The film was notable for its ending which, depending on which version you saw, allowed the main female protagonist to escape, or otherwise. Now we have 'Part Two', which is another way of saying that we're returning to the same well (or cave) for more underground shennanigans with monsters.
This time Neil Marshall has had little to do with it - despite the Exec Producer credit - and it is all but a retread of the first film. The lone survivor has been taken to hospital where she is asked about her friends by a couple of police officers. Rescue workers have found an abandoned mineshaft down into the caves, and so they decide to take the silent, traumatised girl with them! This is really a leap to far. There is no way that anyone would allow her to undergo this in her condition, but assuming we accept that, the two police officers and a handful of caving experts descend into the darkness once more in order to find the other girls. Of course they get lost, trapped by a rockfall and are once again prey to the bat-like human nightcrawlers which live down there.

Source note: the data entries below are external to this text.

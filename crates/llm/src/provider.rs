use std::time::Duration;

use async_trait::async_trait;
use rfp_core::analysis::{AnalysisFailure, FailureKind};
use serde::{Deserialize, Serialize};

/// A chat message for the LLM.
#[derive(Debug, Clone, Serialize, Deserialize)]
pub struct Message {
    pub role: Role,
    pub content: String,
}

impl Message {
    pub fn user(content: impl Into<String>) -> Self {
        Self {
            role: Role::User,
            content: content.into(),
        }
    }
}

#[derive(Debug, Clone, Copy, PartialEq, Eq, Serialize, Deserialize)]
#[serde(rename_all = "lowercase")]
pub enum Role {
    System,
    User,
    Assistant,
}

impl Role {
    /// Wire name used by OpenAI-style chat APIs.
    pub fn as_str(&self) -> &'static str {
        match self {
            Role::System => "system",
            Role::User => "user",
            Role::Assistant => "assistant",
        }
    }
}

/// A generative model backend.
#[async_trait]
pub trait LlmProvider: Send + Sync {
    /// Send a chat completion request and return the assistant's response text.
    async fn complete(
        &self,
        messages: Vec<Message>,
        temperature: f32,
        max_tokens: u32,
    ) -> Result<String, LlmError>;

    /// Single-prompt convenience over [`LlmProvider::complete`].
    async fn generate(
        &self,
        prompt: &str,
        temperature: f32,
        max_tokens: u32,
    ) -> Result<String, LlmError> {
        self.complete(vec![Message::user(prompt)], temperature, max_tokens)
            .await
    }
}

#[derive(Debug, thiserror::Error)]
pub enum LlmError {
    #[error("HTTP request failed: {0}")]
    Http(#[from] reqwest::Error),
    #[error("API error: {status}: {body}")]
    Api { status: u16, body: String },
    #[error("failed to parse response: {0}")]
    Parse(String),
    #[error("provider not configured: {0}")]
    NotConfigured(String),
    #[error("model call timed out after {0:?}")]
    Timeout(Duration),
    #[error("empty response from model")]
    EmptyResponse,
}

impl LlmError {
    pub fn failure_kind(&self) -> FailureKind {
        match self {
            LlmError::Http(_) | LlmError::Api { .. } => FailureKind::Transport,
            LlmError::Parse(_) => FailureKind::MalformedResponse,
            LlmError::NotConfigured(_) => FailureKind::NotConfigured,
            LlmError::Timeout(_) => FailureKind::Timeout,
            LlmError::EmptyResponse => FailureKind::EmptyResponse,
        }
    }

    pub fn to_failure(&self) -> AnalysisFailure {
        AnalysisFailure::new(self.failure_kind(), self.to_string())
    }
}
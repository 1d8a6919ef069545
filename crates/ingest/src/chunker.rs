//! Fixed-size sliding-window chunking.
//!
//! Windows are measured in characters, not bytes, so multi-byte text never
//! splits inside a code point.

use rfp_core::config::ChunkingConfig;
use rfp_core::error::ConfigError;
use serde::Serialize;

/// A window of the source text. Immutable once produced.
#[derive(Debug, Clone, PartialEq, Eq, Serialize)]
pub struct Chunk {
    /// 0-based position within the chunk sequence.
    pub index: usize,
    /// Character offset of the first character in the source text.
    pub start_offset: usize,
    pub text: String,
}

impl Chunk {
    /// Number of characters in the chunk.
    pub fn char_len(&self) -> usize {
        self.text.chars().count()
    }
}

/// Split `text` into windows of `size` characters, consecutive windows
/// sharing `overlap` characters. Requires `0 < overlap < size`.
pub fn chunk(text: &str, size: usize, overlap: usize) -> Result<Vec<Chunk>, ConfigError> {
    chunk_text(text, &ChunkingConfig::new(size, overlap)?)
}

pub fn chunk_text(text: &str, config: &ChunkingConfig) -> Result<Vec<Chunk>, ConfigError> {
    config.validate()?;

    // Byte position of every char start, plus the end of the string.
    let bounds: Vec<usize> = text
        .char_indices()
        .map(|(i, _)| i)
        .chain(std::iter::once(text.len()))
        .collect();
    let len = bounds.len() - 1;

    let mut chunks = Vec::new();
    let mut start = 0;
    while start < len {
        let end = (start + config.size).min(len);
        chunks.push(Chunk {
            index: chunks.len(),
            start_offset: start,
            text: text[bounds[start]..bounds[end]].to_string(),
        });
        if end == len {
            break;
        }
        start = end - config.overlap;
    }
    Ok(chunks)
}

#[cfg(test)]
mod tests {
    use super::*;

    fn expected_count(len: usize, size: usize, overlap: usize) -> usize {
        if len == 0 {
            0
        } else if len <= overlap {
            1
        } else {
            (len - overlap).div_ceil(size - overlap)
        }
    }

    #[test]
    fn empty_text_yields_no_chunks() {
        assert!(chunk("", 10, 2).unwrap().is_empty());
    }

    #[test]
    fn rejects_invalid_parameters() {
        assert_eq!(
            chunk("abc", 10, 0),
            Err(ConfigError::InvalidChunking { size: 10, overlap: 0 })
        );
        assert_eq!(
            chunk("abc", 10, 10),
            Err(ConfigError::InvalidChunking { size: 10, overlap: 10 })
        );
        assert!(chunk("abc", 10, 12).is_err());
    }

    #[test]
    fn short_text_is_single_chunk() {
        let chunks = chunk("hello", 10, 2).unwrap();
        assert_eq!(chunks.len(), 1);
        assert_eq!(chunks[0].text, "hello");
        assert_eq!(chunks[0].start_offset, 0);
    }

    #[test]
    fn windows_overlap_and_final_chunk_is_shorter() {
        let text = "abcdefghijklmnopqrstuvwxyz";
        let chunks = chunk(text, 10, 3).unwrap();
        let texts: Vec<&str> = chunks.iter().map(|c| c.text.as_str()).collect();
        assert_eq!(texts, vec!["abcdefghij", "hijklmnopq", "opqrstuvwx", "vwxyz"]);
        assert_eq!(
            chunks.iter().map(|c| c.start_offset).collect::<Vec<_>>(),
            vec![0, 7, 14, 21]
        );
        assert_eq!(chunks.iter().map(|c| c.index).collect::<Vec<_>>(), vec![0, 1, 2, 3]);
    }

    #[test]
    fn exact_fit_does_not_emit_tail() {
        // 1000 chars, size 400, overlap 100: [0,400) [300,700) [600,1000)
        let text = "x".repeat(1000);
        let chunks = chunk(&text, 400, 100).unwrap();
        assert_eq!(chunks.len(), 3);
        assert_eq!(chunks[2].start_offset, 600);
        assert_eq!(chunks[2].char_len(), 400);
    }

    #[test]
    fn count_and_coverage_hold_across_lengths() {
        for (size, overlap) in [(10, 1), (10, 9), (7, 3), (1000, 200)] {
            for len in [1, 2, 9, 10, 11, 17, 64, 999, 1000, 1001, 2500] {
                let text: String = (0..len).map(|i| char::from(b'a' + (i % 26) as u8)).collect();
                let chunks = chunk(&text, size, overlap).unwrap();
                assert_eq!(
                    chunks.len(),
                    expected_count(len, size, overlap),
                    "len={len} size={size} overlap={overlap}"
                );

                let mut covered = vec![false; len];
                for c in &chunks {
                    assert!(c.char_len() <= size);
                    let expected: String = text.chars().skip(c.start_offset).take(c.char_len()).collect();
                    assert_eq!(c.text, expected);
                    for slot in covered.iter_mut().skip(c.start_offset).take(c.char_len()) {
                        *slot = true;
                    }
                }
                assert!(covered.iter().all(|c| *c), "len={len} not fully covered");

                for pair in chunks.windows(2) {
                    let prev_end = pair[0].start_offset + pair[0].char_len();
                    assert_eq!(prev_end - pair[1].start_offset, overlap);
                }
            }
        }
    }

    #[test]
    fn multibyte_text_splits_on_char_boundaries() {
        let text = "•é漢字•é漢字•é";
        let chunks = chunk(text, 4, 1).unwrap();
        assert_eq!(chunks[0].text, "•é漢字");
        assert_eq!(chunks[1].text, "字•é漢");
        assert_eq!(chunks[1].start_offset, 3);
        let total_chars = text.chars().count();
        let last = chunks.last().unwrap();
        assert_eq!(last.start_offset + last.char_len(), total_chars);
    }
}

The film succeeds despite itself but only because the premise of the original is strong enough to take a remake. One by one the humans are slaughtered again, and have to crawl through horrifically tight spaces and underground rivers to survive. Once again the girls are pitted against each other. Once again the crawlers attack and are beaten off. Once again you have to stay silent to survive.
If you are claustrophobic, then you won't like this film any more than the first one - it's nightmarish from that angle. But there are plenty of shock moments, gore as the crawlers are despatched, and surprises along the way. It's not quite as good as the original, but it's not a bad sequel as sequels go. It's main failing is that it really doesn't try and do anything new with the material.